ENTRIES SHOWN Block Start

use std::sync::Arc;

use calcetto::{
    InMemoryMatchRepository, InMemoryRosterRepository, MatchService, NewPlayer, Player,
    PlayerService, StatsService,
};

// ============================================================================
// Test Setup Infrastructure
// ============================================================================

/// All three services wired over shared in-memory storage, plus the raw
/// repositories for tests that need to stage records directly.
pub struct TestSetup {
    pub player_service: PlayerService,
    pub match_service: MatchService,
    pub stats_service: StatsService,
    pub roster_repository: Arc<InMemoryRosterRepository>,
    pub match_repository: Arc<InMemoryMatchRepository>,
    /// Players registered by the builder, in registration order.
    pub players: Vec<Player>,
}

#[derive(Default)]
pub struct TestSetupBuilder {
    player_names: Vec<String>,
}

impl TestSetupBuilder {
    pub fn new() -> Self {
        Self::default()
    }

    pub fn with_players(mut self, names: Vec<&str>) -> Self {
        self.player_names = names.into_iter().map(|name| name.to_string()).collect();
        self
    }

    /// The usual Tuesday evening crowd.
    pub fn with_four_players(self) -> Self {
        self.with_players(vec!["Anna", "Bruno", "Carla", "Dario"])
    }

    pub async fn build(self) -> TestSetup {
        let roster_repository = Arc::new(InMemoryRosterRepository::new());
        let match_repository = Arc::new(InMemoryMatchRepository::new());

        let player_service = PlayerService::new(roster_repository.clone());
        let match_service = MatchService::new(match_repository.clone(), roster_repository.clone());
        let stats_service = StatsService::new(roster_repository.clone(), match_repository.clone());

        let mut players = Vec::new();
        for name in &self.player_names {
            let player = player_service
                .register_player(NewPlayer::named(name))
                .await
                .expect("test player registration failed");
            players.push(player);
        }

        TestSetup {
            player_service,
            match_service,
            stats_service,
            roster_repository,
            match_repository,
            players,
        }
    }
}
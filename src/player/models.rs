use serde::{Deserialize, Serialize};
use strum_macros::{Display, EnumString};

/// Stable numeric identifier issued by the roster at registration time.
/// Match records keep referencing it even after the player is removed.
pub type PlayerId = i64;

/// Table position a player prefers to cover. Informational only: lineups
/// are free to put anyone anywhere.
#[derive(Debug, Clone, Copy, PartialEq, Eq, Serialize, Deserialize, Display, EnumString)]
#[serde(rename_all = "lowercase")]
#[strum(serialize_all = "lowercase")]
pub enum Role {
    Attacker,
    Goalkeeper,
}

/// A registered player.
#[derive(Debug, Clone, PartialEq, Serialize, Deserialize)]
pub struct Player {
    pub id: PlayerId,
    pub name: String,
    pub preferred_role: Option<Role>,
    /// Opaque reference to an externally stored photo (URL or storage key);
    /// the engine never touches image bytes.
    pub photo: Option<String>,
}
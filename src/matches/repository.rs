use std::sync::Arc;

use async_trait::async_trait;
use thiserror::Error;
use tokio::sync::RwLock;

use super::models::{Match, MatchId};

/// Errors surfaced by match history storage.
#[derive(Debug, Clone, PartialEq, Eq, Error)]
pub enum HistoryError {
    #[error("History storage failed: {0}")]
    Storage(String),
}

/// Storage seam for the match history. Recorded matches are immutable;
/// the only mutations are append and remove.
#[async_trait]
pub trait MatchRepository: Send + Sync {
    async fn append_match(&self, recorded: Match) -> Result<(), HistoryError>;

    /// Full history in insertion order.
    async fn list_matches(&self) -> Result<Vec<Match>, HistoryError>;

    /// Deletes one recorded match. Returns false when no such match exists.
    async fn remove_match(&self, match_id: MatchId) -> Result<bool, HistoryError>;
}

#[derive(Debug, Default)]
pub struct InMemoryMatchRepository {
    matches: Arc<RwLock<Vec<Match>>>,
}

impl InMemoryMatchRepository {
    pub fn new() -> Self {
        Self {
            matches: Arc::new(RwLock::new(Vec::new())),
        }
    }
}

#[async_trait]
impl MatchRepository for InMemoryMatchRepository {
    async fn append_match(&self, recorded: Match) -> Result<(), HistoryError> {
        let mut matches = self.matches.write().await;
        matches.push(recorded);
        Ok(())
    }

    async fn list_matches(&self) -> Result<Vec<Match>, HistoryError> {
        let matches = self.matches.read().await;
        Ok(matches.clone())
    }

    async fn remove_match(&self, match_id: MatchId) -> Result<bool, HistoryError> {
        let mut matches = self.matches.write().await;
        let before = matches.len();
        matches.retain(|recorded| recorded.id != match_id);
        Ok(matches.len() < before)
    }
}
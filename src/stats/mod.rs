pub mod aggregator;
pub mod leaderboard;
pub mod service;

mod errors;
pub mod models;

pub use aggregator::aggregate;
pub use errors::StatsError;
pub use leaderboard::{rank, roster_overview};
pub use models::{LeaderboardEntry, PlayerStats};
pub use service::StatsService;
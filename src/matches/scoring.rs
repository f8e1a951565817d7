use super::models::Team;

/// Goals credited to the winner of an ordinary match.
pub const WIN_SCORE: u32 = 1;
/// Goals credited to the winner of a shutout match.
pub const SHUTOUT_SCORE: u32 = 6;
/// Goals credited to the losing side.
pub const LOSS_SCORE: u32 = 0;

/// Derives the stored score pair `(score_a, score_b)` from a reported
/// outcome. Reports carry a winner flag, never raw goal counts.
pub fn resolve(winner: Team, shutout: bool) -> (u32, u32) {
    let winning_score = if shutout { SHUTOUT_SCORE } else { WIN_SCORE };
    match winner {
        Team::A => (winning_score, LOSS_SCORE),
        Team::B => (LOSS_SCORE, winning_score),
    }
}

ENTRIES SHOWN Block End

# WORK TO BE COMPLETED
Scan the entries above for the string "MatchId", and copy every line where it turns up.

# REPLY
use super::models::{Match, MatchId};
    async fn remove_match(&self, match_id: MatchId) -> Result<bool, HistoryError>;
    async fn remove_match(&self, match_id: MatchId) -> Result<bool, HistoryError> {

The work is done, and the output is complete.